Naive Bayesian classifier

Naive Bayesian classifier (Maron, 1961) is based on probabilistic inference of samples observed where the decision variable and the features form a very naive structure of Bayesian Network. Naive Bayesian classifiers work best for image recognition and text mining.

Support vector machine

Support vector machine (Cortes & Vapnik, 1995) works by creating and separating hyperplane for a given dataset by sampling different classes which are separated by maximum width.

Adaptive boosting

Adaptive Boosting classifier (Freund & Schapire, 1997) is a meta-classifier which aims to make a strong classifier using a set of weak classifiers. The classifiers whose performance is marginally better than random classifiers are called weak classifiers.

Random forest

Random Forest (Ho, 1995) is an ensemble classifier. A decision tree is created in each iteration with features taken randomly. It samples selected features using bootstrap aggregating.

Ligand-binding prediction

Protein-ligand binding prediction is a binary class classification problem. We have used image-based features for each protein and ligand dataset. Our methodology learns threshold values from the training data and uses these in test data prediction. We have used the same set of features that were generated and analyzed for the structural class prediction problem to solve the ligand-binding problem. In this section, we present the necessary materials and methods that were used for the ligand-binding problem.

Ligand-binding dataset

We’ve used Computer Vision and Pattern Discovery for Bioimages Group @ BII as our dataset. In our dataset, 3,000 protein-ligand complexes were determined experimentally with 3D structures available. Each protein and its ligand are of one-to-one correspondence, that is, they can bind to each other and make Protein-Ligand complex. The dataset has 3,000 pairs of protein and ligand where the same name/ID of protein and ligand interacts/binds with each other.

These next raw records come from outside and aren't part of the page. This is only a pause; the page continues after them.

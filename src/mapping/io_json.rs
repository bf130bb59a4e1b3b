// Reading of the nested JSON results (year -> county -> contest -> tally).

use crate::mapping::*;

use serde::Deserialize;
use std::fs;

#[derive(PartialEq, Debug, Clone, Deserialize)]
struct TallyJs {
    dem_votes: Option<u64>,
    rep_votes: Option<u64>,
    total_votes: Option<u64>,
    margin: Option<i64>,
    margin_pct: Option<f64>,
    dem_name: Option<String>,
    rep_name: Option<String>,
    // Older files name the candidates this way. The `*_name` fields win when
    // both are present.
    dem_candidate: Option<String>,
    rep_candidate: Option<String>,
}

fn non_empty(name: Option<String>) -> Option<String> {
    name.map(|s| s.trim().to_string()).filter(|s| !s.is_empty())
}

impl From<TallyJs> for VoteTally {
    fn from(t: TallyJs) -> VoteTally {
        VoteTally {
            dem_votes: t.dem_votes,
            rep_votes: t.rep_votes,
            total_votes: t.total_votes,
            margin: t.margin,
            margin_pct: t.margin_pct,
            dem_name: non_empty(t.dem_name).or_else(|| non_empty(t.dem_candidate)),
            rep_name: non_empty(t.rep_name).or_else(|| non_empty(t.rep_candidate)),
        }
    }
}

fn as_object<'a>(js: &'a JSValue, what: &str, path: &str) -> MapResult<&'a JSMap<String, JSValue>> {
    js.as_object().with_context(|| JsonLayoutSnafu {
        path,
        message: format!("expected an object for {}", what),
    })
}

/// Reads the results from a JSON file.
///
/// The years may be wrapped in a top-level `results` object. Entries that
/// cannot be read as a tally are skipped with a warning.
pub fn read_election_json(path: &str) -> BMapResult<RawElectionData> {
    let contents = fs::read_to_string(path).context(OpeningJsonSnafu { path })?;
    let js: JSValue = serde_json::from_str(&contents).context(ParsingJsonSnafu { path })?;
    Ok(parse_election_json(&js, path)?)
}

fn parse_election_json(js: &JSValue, path: &str) -> MapResult<RawElectionData> {
    let top = as_object(js, "the results", path)?;
    let years = match top.get("results") {
        Some(results) => as_object(results, "results", path)?,
        None => top,
    };

    let mut raw = RawElectionData::new();
    let mut skipped: usize = 0;
    for (year, counties_js) in years.iter() {
        let counties = as_object(counties_js, &format!("year {}", year), path)?;
        let year_results = raw.entry(year.clone()).or_default();
        for (county, contests_js) in counties.iter() {
            let contests = match contests_js.as_object() {
                Some(x) => x,
                None => {
                    warn!("read_election_json: {} {}: not an object, skipping", year, county);
                    skipped += 1;
                    continue;
                }
            };
            let county_results = year_results.entry(county.clone()).or_default();
            for (contest, tally_js) in contests.iter() {
                match serde_json::from_value::<TallyJs>(tally_js.clone()) {
                    Ok(t) => {
                        county_results.insert(contest.clone(), t.into());
                    }
                    Err(e) => {
                        warn!(
                            "read_election_json: {} {} {}: skipping entry: {}",
                            year, county, contest, e
                        );
                        skipped += 1;
                    }
                }
            }
        }
    }
    info!(
        "read_election_json: {} years read from {}, {} entries skipped",
        raw.len(),
        path,
        skipped
    );
    Ok(raw)
}

#[cfg(test)]
mod tests {
    use super::*;

    #[test]
    fn wrapped_results() {
        let raw = read_election_json(&test_file("tn_results.json")).unwrap();
        let keys: Vec<&String> = raw.keys().collect();
        assert_eq!(keys, vec!["2016", "2020"]);
        let t = &raw["2020"]["Davidson"]["U.S. Senate"];
        assert_eq!(t.dem_votes, Some(60000));
        assert_eq!(t.total_votes, Some(100000));
        assert_eq!(t.dem_name.as_deref(), Some("Jane Doe"));
        assert_eq!(t.rep_name, None);
    }

    #[test]
    fn bare_years_and_bad_entries() {
        let js = json!({
            "2018": {
                "Adair": {
                    "Governor": {"dem_votes": 10, "rep_votes": 20, "dem_candidate": "A", "rep_candidate": ""},
                    "Sheriff": {"dem_votes": "many"},
                    "Judge": {}
                },
                "Beaver": 12
            }
        });
        let raw = parse_election_json(&js, "inline").unwrap();
        let adair = &raw["2018"]["Adair"];
        assert_eq!(adair.len(), 2);
        assert_eq!(adair["Governor"].dem_name.as_deref(), Some("A"));
        assert_eq!(adair["Governor"].rep_name, None);
        assert_eq!(adair["Judge"], VoteTally::default());
        assert!(!raw["2018"].contains_key("Beaver"));
    }

    #[test]
    fn both_name_spellings() {
        let js = json!({
            "2018": {
                "Adair": {
                    "Governor": {"dem_votes": 10, "rep_votes": 20, "dem_name": "A", "dem_candidate": "B",
                                 "rep_name": "", "rep_candidate": "C"}
                }
            }
        });
        let raw = parse_election_json(&js, "inline").unwrap();
        let adair = &raw["2018"]["Adair"];
        assert_eq!(adair.len(), 1);
        assert_eq!(adair["Governor"].dem_name.as_deref(), Some("A"));
        assert_eq!(adair["Governor"].rep_name.as_deref(), Some("C"));
        assert_eq!(adair["Governor"].rep_votes, Some(20));
    }

    #[test]
    fn not_an_object() {
        assert!(matches!(
            parse_election_json(&json!([1, 2]), "inline"),
            Err(MapError::JsonLayout { .. })
        ));
        assert!(matches!(
            parse_election_json(&json!({"results": {"2020": []}}), "inline"),
            Err(MapError::JsonLayout { .. })
        ));
    }
}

We’ve used OpenCV (Bradski & Kaehler, 2008) library to create images from PDB files. For protein, we’ve considered the coordinates of only the alpha-carbons to generate the distance matrix to create an image. Because alpha-carbon can represent the structural information of protein quite well. But the given ligands were small in terms of atom number. So, while creating ligand images, we’ve considered all the atom’s coordinates for generating distance matrix.

Among the PDB files, 33 ligands have only one atom, which will create a 1 × 1 image having no significance for feature extraction. So, we had to compromise those 33 ligands as well as 33 corresponding proteins from training. Figure 5 shows a sample non-scaled and scaled image of a ligand.

Images of ligand structures: (A) non-scaled and (B) scaled.
Figure 5: Images of ligand structures: (A) non-scaled and (B) scaled.

Handling imbalance

The given dataset has only positive instances (the pairs of protein and ligand where they bind with each other). But there were no negative instances (the pairs of protein and ligand where they do not bind with each other). The missing negative instances have created our dataset highly imbalanced. To overcome this imbalance, we’ve generated negative instances in two different ways.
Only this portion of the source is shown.